Records from a collection
==================================================
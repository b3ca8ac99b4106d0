//! Per-group settings.

use super::{require_non_empty, storage_err, Store};
use parrot_core::error::ParrotError;
use tracing::info;

impl Store {
    /// Set (or replace) the URL the group's invitation code is fetched from.
    pub async fn set_invitation_url(&self, group_id: &str, url: &str) -> Result<(), ParrotError> {
        require_non_empty("group_id", group_id)?;
        require_non_empty("url", url)?;
        self.ensure_open()?;

        sqlx::query(
            "INSERT INTO group_settings (group_id, invitation_url) VALUES (?, ?) \
             ON CONFLICT(group_id) DO UPDATE SET invitation_url = excluded.invitation_url, \
             updated_at = datetime('now')",
        )
        .bind(group_id)
        .bind(url)
        .execute(&self.pool)
        .await
        .map_err(storage_err("upsert group settings failed"))?;

        info!("invitation url set for group {group_id}");
        Ok(())
    }

    /// The group's invitation URL, if one was ever configured.
    pub async fn get_invitation_url(&self, group_id: &str) -> Result<Option<String>, ParrotError> {
        self.ensure_open()?;

        let row: Option<(Option<String>,)> =
            sqlx::query_as("SELECT invitation_url FROM group_settings WHERE group_id = ?")
                .bind(group_id)
                .fetch_optional(&self.pool)
                .await
                .map_err(storage_err("query failed"))?;

        Ok(row.and_then(|(url,)| url))
    }
}
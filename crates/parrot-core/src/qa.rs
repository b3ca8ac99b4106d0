//! Keyword/reply records shared by the store and the gateway.

use serde::{Deserialize, Serialize};

use crate::error::ParrotError;

/// What a reply part holds.
#[derive(Debug, Clone, Copy, PartialEq, Eq, Serialize, Deserialize)]
pub enum ContentKind {
    /// Literal text, sent as a message.
    #[serde(rename = "TEXT")]
    Text,
    /// Path to image bytes persisted on disk, sent as a photo.
    #[serde(rename = "IMAGE_URL")]
    ImageReference,
}

impl ContentKind {
    pub fn as_str(&self) -> &'static str {
        match self {
            Self::Text => "TEXT",
            Self::ImageReference => "IMAGE_URL",
        }
    }
}

/// One part of a keyword reply.
#[derive(Debug, Clone, PartialEq, Eq, Serialize, Deserialize)]
pub struct ContentItem {
    #[serde(rename = "type")]
    kind: ContentKind,
    content: String,
}

impl ContentItem {
    /// A text part. Empty text is rejected.
    pub fn text(content: impl Into<String>) -> Result<Self, ParrotError> {
        Self::new(ContentKind::Text, content)
    }

    /// An image part pointing at a stored file.
    pub fn image(path: impl Into<String>) -> Result<Self, ParrotError> {
        Self::new(ContentKind::ImageReference, path)
    }

    pub fn new(kind: ContentKind, content: impl Into<String>) -> Result<Self, ParrotError> {
        let item = Self {
            kind,
            content: content.into(),
        };
        item.validate()?;
        Ok(item)
    }

    pub fn kind(&self) -> ContentKind {
        self.kind
    }

    pub fn content(&self) -> &str {
        &self.content
    }

    /// Check the invariants that deserialization cannot enforce.
    pub fn validate(&self) -> Result<(), ParrotError> {
        if self.content.is_empty() {
            return Err(ParrotError::InvalidArgument(format!(
                "{} reply part has empty content",
                self.kind.as_str()
            )));
        }
        Ok(())
    }
}

/// Every keyword registered in one group, in registration order.
#[derive(Debug, Clone, Default, PartialEq, Eq)]
pub struct GroupKeywords {
    entries: Vec<(String, Vec<ContentItem>)>,
}

impl GroupKeywords {
    pub fn new(entries: Vec<(String, Vec<ContentItem>)>) -> Self {
        Self { entries }
    }

    pub fn len(&self) -> usize {
        self.entries.len()
    }

    pub fn is_empty(&self) -> bool {
        self.entries.is_empty()
    }

    /// Replies for an exact keyword.
    pub fn get(&self, keyword: &str) -> Option<&[ContentItem]> {
        self.entries
            .iter()
            .find(|(k, _)| k == keyword)
            .map(|(_, replies)| replies.as_slice())
    }

    pub fn keywords(&self) -> impl Iterator<Item = &str> {
        self.entries.iter().map(|(k, _)| k.as_str())
    }

    pub fn iter(&self) -> impl Iterator<Item = (&str, &[ContentItem])> {
        self.entries
            .iter()
            .map(|(k, replies)| (k.as_str(), replies.as_slice()))
    }
}

impl IntoIterator for GroupKeywords {
    type Item = (String, Vec<ContentItem>);
    type IntoIter = std::vec::IntoIter<(String, Vec<ContentItem>)>;

    fn into_iter(self) -> Self::IntoIter {
        self.entries.into_iter()
    }
}

/// Result of deleting a keyword.
#[derive(Debug, Clone, Copy, PartialEq, Eq)]
pub enum DeleteOutcome {
    Removed,
    NotFound,
}

impl DeleteOutcome {
    /// Status line shown to whoever asked for the deletion.
    pub fn message(&self) -> &'static str {
        match self {
            Self::Removed => "Keyword deleted.",
            Self::NotFound => "Keyword not found, nothing was deleted.",
        }
    }
}

impl std::fmt::Display for DeleteOutcome {
    fn fmt(&self, f: &mut std::fmt::Formatter<'_>) -> std::fmt::Result {
        f.write_str(self.message())
    }
}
==================================================
» **What is needed**
From the entries above, extract every line where the word "Serialize" appears.

» **Problem solution**
use serde::{Deserialize, Serialize};
#[derive(Debug, Clone, Copy, PartialEq, Eq, Serialize, Deserialize)]
#[derive(Debug, Clone, PartialEq, Eq, Serialize, Deserialize)]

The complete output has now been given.